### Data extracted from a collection
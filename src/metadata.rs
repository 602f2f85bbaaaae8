//! Device metadata record.
//!
//! [`DeviceMeta`] is an owned, cloneable description of a device suitable for
//! listing, logging and JSON output. It is built from a
//! [`DeviceHandle`](crate::device::DeviceHandle) and, unlike the handle, may outlive
//! the snapshot it came from. Unknown fields remain `None`.
//!
//! # Conventions
//! - `transport` is the host's bus hint, e.g. `"usb"` or `"bluetooth"`.
//! - `vid`/`pid` are already decoded with the host's id layout.
//! - `path` is an OS path, useful for diagnostics; treat it as opaque.
//!
//! # Example
//! ```no_run
//! use hidtap::{HidApiHost, Manager, ManagerOptions};
//!
//! let mgr = Manager::open(&HidApiHost, &ManagerOptions::default()).expect("open manager");
//! let snapshot = mgr.enumerate().expect("enumerate");
//! for device in snapshot.iter() {
//!     println!("{}", device.metadata());
//! }
//! ```

use serde::{Deserialize, Serialize};
use std::fmt;

/// Owned description of a single device.
#[derive(Clone, Debug, Default, PartialEq, Eq, Serialize, Deserialize)]
pub struct DeviceMeta {
    /// Position in the snapshot the record was taken from.
    pub index: usize,

    /// Bus classification reported by the host.
    pub transport: Option<String>,

    /// Vendor ID, if readable.
    pub vid: Option<u16>,

    /// Product ID, if readable.
    pub pid: Option<u16>,

    /// Manufacturer string from the device firmware.
    pub manufacturer: Option<String>,

    /// Human-readable product name.
    pub product_string: Option<String>,

    pub serial_number: Option<String>,

    /// HID interface index. Some stacks use `-1` for "not applicable".
    pub interface_number: Option<i32>,

    /// Primary usage page (e.g. `0x01` Generic Desktop).
    pub usage_page: Option<u16>,

    /// Primary usage within the page (e.g. `0x05` Gamepad).
    pub usage: Option<u16>,

    pub path: Option<String>,
}

impl fmt::Display for DeviceMeta {
    /// `(index, manufacturer, vendor id, product id)`.
    fn fmt(&self, f: &mut fmt::Formatter<'_>) -> fmt::Result {
        let id = |v: Option<u16>| v.map_or_else(|| "?".to_string(), |v| format!("0x{v:04X}"));
        write!(
            f,
            "({}, {}, {}, {})",
            self.index,
            self.manufacturer.as_deref().unwrap_or("Unknown"),
            id(self.vid),
            id(self.pid),
        )
    }
}
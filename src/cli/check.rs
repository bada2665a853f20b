//! Validate filter expressions and list their tokens

use super::CliError;
use crate::output::to_json;
use crate::{Lexer, Limits, Token, parse_with_limits};

/// How `check` reports a valid expression
#[derive(Debug, Clone, Copy, Default, PartialEq, Eq)]
pub enum OutputFormat {
    /// Just confirm the syntax is valid
    #[default]
    Summary,
    /// The predicate tree as JSON
    Json,
    /// The predicate tree as canonical filter text
    Canonical,
}

/// Options for the check command
#[derive(Debug, Clone, Default)]
pub struct CheckOptions {
    /// The filter expression to parse
    pub expression: String,
    /// What to print on success
    pub format: OutputFormat,
    /// Parse limits
    pub limits: Limits,
}

/// Result of a check operation
#[derive(Debug)]
pub enum CheckResult {
    /// Syntax validation passed
    SyntaxValid,
    /// Parsed tree as JSON
    Tree(serde_json::Value),
    /// Parsed tree rendered back to filter text
    Canonical(String),
}

/// Execute a check operation
pub fn execute_check(options: &CheckOptions) -> Result<CheckResult, CliError> {
    let tree = parse_with_limits(&options.expression, &options.limits)?;

    Ok(match options.format {
        OutputFormat::Summary => CheckResult::SyntaxValid,
        OutputFormat::Json => CheckResult::Tree(to_json(&tree)),
        OutputFormat::Canonical => CheckResult::Canonical(tree.to_string()),
    })
}

/// Lex an expression and return every token, ending with end-of-input.
pub fn execute_tokens(expression: &str) -> Result<Vec<Token>, CliError> {
    Ok(Lexer::new(expression).tokenize()?)
}

/// One line per token: offset, kind, raw text.
pub fn format_tokens(tokens: &[Token]) -> String {
    tokens
        .iter()
        .map(|t| format!("{:>4}  {:<10}  {}", t.offset, t.kind.name(), t.text))
        .map(|line| line.trim_end().to_string())
        .collect::<Vec<_>>()
        .join("\n")
}
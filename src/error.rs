//! Error types for lexing and parsing filter expressions.
//!
//! Every failure carries the byte offset where it was detected. Callers
//! should treat all of these as bad client input, not internal faults.

use std::fmt;
use thiserror::Error;

/// A specialized Result type for parse operations.
pub type ParseResult<T> = Result<T, ParseError>;

/// Errors raised while splitting input into tokens.
#[derive(Debug, Clone, Error, PartialEq, Eq)]
pub enum LexError {
    /// A character that starts no token.
    #[error("unexpected character '{character}' at offset {offset}")]
    UnexpectedCharacter { character: char, offset: usize },

    /// A string literal with no closing quote.
    #[error("unterminated string starting at offset {offset}")]
    UnterminatedString { offset: usize },

    /// A backslash sequence the string syntax doesn't define.
    #[error("invalid escape sequence '{sequence}' at offset {offset}")]
    InvalidEscape { sequence: String, offset: usize },

    /// Digits that don't form a valid number (`1.`, `2e`, `1e999`).
    #[error("malformed number '{text}' at offset {offset}")]
    MalformedNumber { text: String, offset: usize },
}

impl LexError {
    /// The message without its offset.
    pub fn reason(&self) -> String {
        match self {
            LexError::UnexpectedCharacter { character, .. } => {
                format!("unexpected character '{character}'")
            }
            LexError::UnterminatedString { .. } => "unterminated string".to_string(),
            LexError::InvalidEscape { sequence, .. } => {
                format!("invalid escape sequence '{sequence}'")
            }
            LexError::MalformedNumber { text, .. } => format!("malformed number '{text}'"),
        }
    }

    pub fn offset(&self) -> usize {
        match self {
            LexError::UnexpectedCharacter { offset, .. }
            | LexError::UnterminatedString { offset }
            | LexError::InvalidEscape { offset, .. }
            | LexError::MalformedNumber { offset, .. } => *offset,
        }
    }
}

/// A well-formed token in the wrong place.
#[derive(Debug, Clone, Error, PartialEq, Eq)]
#[error("expected {expected}, found {found} at offset {offset}")]
pub struct SyntaxError {
    /// Byte offset of the offending token
    pub offset: usize,
    /// What the grammar required here
    pub expected: String,
    /// Description of the token actually present
    pub found: String,
}

impl SyntaxError {
    pub fn new(offset: usize, expected: impl Into<String>, found: impl Into<String>) -> Self {
        SyntaxError {
            offset,
            expected: expected.into(),
            found: found.into(),
        }
    }
}

/// Any failure of [`parse`](crate::parse).
#[derive(Debug, Clone, Error, PartialEq, Eq)]
pub enum ParseError {
    #[error("lex error: {0}")]
    Lex(#[from] LexError),

    #[error("syntax error: {0}")]
    Syntax(#[from] SyntaxError),

    /// Parentheses, negations or nested literals went deeper than the
    /// configured limit.
    #[error("nesting depth exceeds limit of {limit} at offset {offset}")]
    TooDeep { limit: usize, offset: usize },

    /// More comparisons and bare literals than the configured limit.
    #[error("expression has more than {limit} terms at offset {offset}")]
    TooManyTerms { limit: usize, offset: usize },

    /// The input is longer than the configured limit.
    #[error("input length {length} exceeds limit of {limit} bytes")]
    TooLong { length: usize, limit: usize },
}

impl ParseError {
    pub fn category(&self) -> ErrorCategory {
        match self {
            ParseError::Lex(_) => ErrorCategory::Lex,
            ParseError::Syntax(_) => ErrorCategory::Syntax,
            ParseError::TooDeep { .. }
            | ParseError::TooManyTerms { .. }
            | ParseError::TooLong { .. } => ErrorCategory::Limit,
        }
    }

    /// The message without its category or offset, for callers that print
    /// those separately.
    pub fn reason(&self) -> String {
        match self {
            ParseError::Lex(e) => e.reason(),
            ParseError::Syntax(e) => format!("expected {}, found {}", e.expected, e.found),
            ParseError::TooDeep { limit, .. } => format!("nesting depth exceeds limit of {limit}"),
            ParseError::TooManyTerms { limit, .. } => {
                format!("expression has more than {limit} terms")
            }
            ParseError::TooLong { length, limit } => {
                format!("input length {length} exceeds limit of {limit} bytes")
            }
        }
    }

    /// Byte offset where parsing stopped. For over-long input this is the
    /// first byte past the limit.
    pub fn offset(&self) -> usize {
        match self {
            ParseError::Lex(e) => e.offset(),
            ParseError::Syntax(e) => e.offset,
            ParseError::TooDeep { offset, .. } | ParseError::TooManyTerms { offset, .. } => {
                *offset
            }
            ParseError::TooLong { limit, .. } => *limit,
        }
    }
}

/// Coarse classification of a [`ParseError`].
#[derive(Debug, Clone, Copy, PartialEq, Eq, Hash)]
pub enum ErrorCategory {
    Lex,
    Syntax,
    Limit,
}

impl ErrorCategory {
    pub fn as_str(self) -> &'static str {
        match self {
            ErrorCategory::Lex => "lex",
            ErrorCategory::Syntax => "syntax",
            ErrorCategory::Limit => "limit",
        }
    }
}

impl fmt::Display for ErrorCategory {
    fn fmt(&self, f: &mut fmt::Formatter<'_>) -> fmt::Result {
        f.write_str(self.as_str())
    }
}

/// Rejected field name passed to [`Identifier::new`](crate::ast::Identifier::new).
#[derive(Debug, Clone, Error, PartialEq, Eq)]
pub enum IdentifierError {
    #[error("invalid field name '{name}'")]
    Invalid { name: String },

    #[error("'{name}' is a keyword, not a field name")]
    Keyword { name: String },
}
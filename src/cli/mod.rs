//! CLI support for where-lang
//!
//! Provides programmatic access to the `where-lang` CLI so other tools can embed
//! filter validation.

mod check;
mod docs;

pub use check::{
    CheckOptions, CheckResult, OutputFormat, execute_check, execute_tokens, format_tokens,
};
pub use docs::{DocTopic, get_doc_topic, get_docs_overview};

use std::io;
use thiserror::Error;

/// Errors that can occur during CLI operations
#[derive(Debug, Error)]
pub enum CliError {
    /// Parse error, reported with its category and offset
    #[error(
        "{category} error at offset {offset}: {reason}",
        category = .0.category(),
        offset = .0.offset(),
        reason = .0.reason()
    )]
    Parse(#[from] crate::ParseError),

    #[error("IO error: {0}")]
    Io(#[from] io::Error),

    #[error("No expression provided. Pass one as an argument or pipe it to stdin.")]
    NoInput,

    #[error("Unknown topic: '{0}'\nRun 'where-lang docs' to see available topics.")]
    UnknownTopic(String),
}

impl From<crate::LexError> for CliError {
    fn from(e: crate::LexError) -> Self {
        CliError::Parse(e.into())
    }
}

### What is needed
Copy each line of the preceding data that contains the string "TooDeep".

### Expected answer
    TooDeep { limit: usize, offset: usize },
            ParseError::TooDeep { .. }
            ParseError::TooDeep { limit, .. } => format!("nesting depth exceeds limit of {limit}"),
            ParseError::TooDeep { offset, .. } | ParseError::TooManyTerms { offset, .. } => {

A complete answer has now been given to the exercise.